### Directions:
For the entries that follow, tally the lines holding the string "true". Give the total and nothing else.

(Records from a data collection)
//! Versioned AI pricing repository.
//!
//! A price change never edits a row. The active row is switched off and a
//! new one inserted, inside one transaction.

use async_trait::async_trait;
use chrono::Utc;
use sea_orm::sea_query::Expr;
use sea_orm::{
    ActiveModelTrait, ColumnTrait, ConnectionTrait, DatabaseConnection, EntityTrait, QueryFilter,
    QueryOrder, Set, TransactionTrait,
};
use tally_core::StoreError;
use tally_core::pricing::{PricingConfig, PricingConfigInput, PricingLedger, SupersedeError};
use tally_shared::types::PricingConfigId;
use tracing::debug;

use crate::entities::pricing_configs;
use crate::error::store_error;

/// Pricing ledger backed by the `pricing_configs` table.
#[derive(Debug, Clone)]
pub struct PricingRepository {
    db: DatabaseConnection,
}

impl PricingRepository {
    /// Creates a new pricing repository.
    #[must_use]
    pub const fn new(db: DatabaseConnection) -> Self {
        Self { db }
    }

    /// Full price history for one model, newest first.
    ///
    /// # Errors
    ///
    /// Returns an error if the query fails.
    pub async fn history(
        &self,
        provider: &str,
        model: &str,
    ) -> Result<Vec<PricingConfig>, StoreError> {
        let rows = pricing_configs::Entity::find()
            .filter(pricing_configs::Column::Provider.eq(provider))
            .filter(pricing_configs::Column::Model.eq(model))
            .order_by_desc(pricing_configs::Column::CreatedAt)
            .order_by_desc(pricing_configs::Column::Id)
            .all(&self.db)
            .await
            .map_err(store_error)?;
        Ok(rows.into_iter().map(to_domain).collect())
    }
}

pub(crate) fn to_domain(model: pricing_configs::Model) -> PricingConfig {
    PricingConfig {
        id: PricingConfigId::from_uuid(model.id),
        provider: model.provider,
        model: model.model,
        input_token_price: model.input_token_price,
        output_token_price: model.output_token_price,
        currency: model.currency,
        effective_date: model.effective_date.with_timezone(&Utc),
        is_active: model.is_active,
        created_at: model.created_at.with_timezone(&Utc),
        updated_at: model.updated_at.with_timezone(&Utc),
    }
}

fn to_active_model(row: &PricingConfig) -> pricing_configs::ActiveModel {
    pricing_configs::ActiveModel {
        id: Set(row.id.into_inner()),
        provider: Set(row.provider.clone()),
        model: Set(row.model.clone()),
        input_token_price: Set(row.input_token_price),
        output_token_price: Set(row.output_token_price),
        currency: Set(row.currency.clone()),
        effective_date: Set(row.effective_date.into()),
        is_active: Set(row.is_active),
        created_at: Set(row.created_at.into()),
        updated_at: Set(row.updated_at.into()),
    }
}

async fn deactivate_on<C: ConnectionTrait>(conn: &C, id: PricingConfigId) -> Result<(), StoreError> {
    let result = pricing_configs::Entity::update_many()
        .col_expr(pricing_configs::Column::IsActive, Expr::value(false))
        .col_expr(pricing_configs::Column::UpdatedAt, Expr::value(Utc::now()))
        .filter(pricing_configs::Column::Id.eq(id.into_inner()))
        .filter(pricing_configs::Column::IsActive.eq(true))
        .exec(conn)
        .await
        .map_err(store_error)?;

    if result.rows_affected == 0 {
        return Err(StoreError::Conflict(format!("pricing {id} is not active")));
    }
    Ok(())
}

async fn create_on<C: ConnectionTrait>(
    conn: &C,
    input: &PricingConfigInput,
) -> Result<PricingConfig, StoreError> {
    let row = input.clone().into_active(Utc::now());
    let model = to_active_model(&row).insert(conn).await.map_err(store_error)?;
    Ok(to_domain(model))
}

#[async_trait]
impl PricingLedger for PricingRepository {
    async fn find_active(
        &self,
        provider: &str,
        model: &str,
    ) -> Result<Option<PricingConfig>, StoreError> {
        let row = pricing_configs::Entity::find()
            .filter(pricing_configs::Column::Provider.eq(provider))
            .filter(pricing_configs::Column::Model.eq(model))
            .filter(pricing_configs::Column::IsActive.eq(true))
            .order_by_desc(pricing_configs::Column::CreatedAt)
            .order_by_desc(pricing_configs::Column::Id)
            .one(&self.db)
            .await
            .map_err(store_error)?;
        Ok(row.map(to_domain))
    }

    async fn deactivate(&self, id: PricingConfigId) -> Result<(), StoreError> {
        deactivate_on(&self.db, id).await
    }

    async fn create(&self, input: &PricingConfigInput) -> Result<PricingConfig, StoreError> {
        create_on(&self.db, input).await
    }

    async fn supersede(
        &self,
        current: &PricingConfig,
        replacement: &PricingConfigInput,
    ) -> Result<PricingConfig, SupersedeError> {
        let txn = self
            .db
            .begin()
            .await
            .map_err(|e| SupersedeError::Deactivate(store_error(e)))?;

        deactivate_on(&txn, current.id)
            .await
            .map_err(SupersedeError::Deactivate)?;
        let created = create_on(&txn, replacement)
            .await
            .map_err(SupersedeError::Create)?;

        txn.commit()
            .await
            .map_err(|e| SupersedeError::Create(store_error(e)))?;

        debug!(previous_id = %current.id, new_id = %created.id, "pricing row superseded");
        Ok(created)
    }
}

### Exercise solution:
2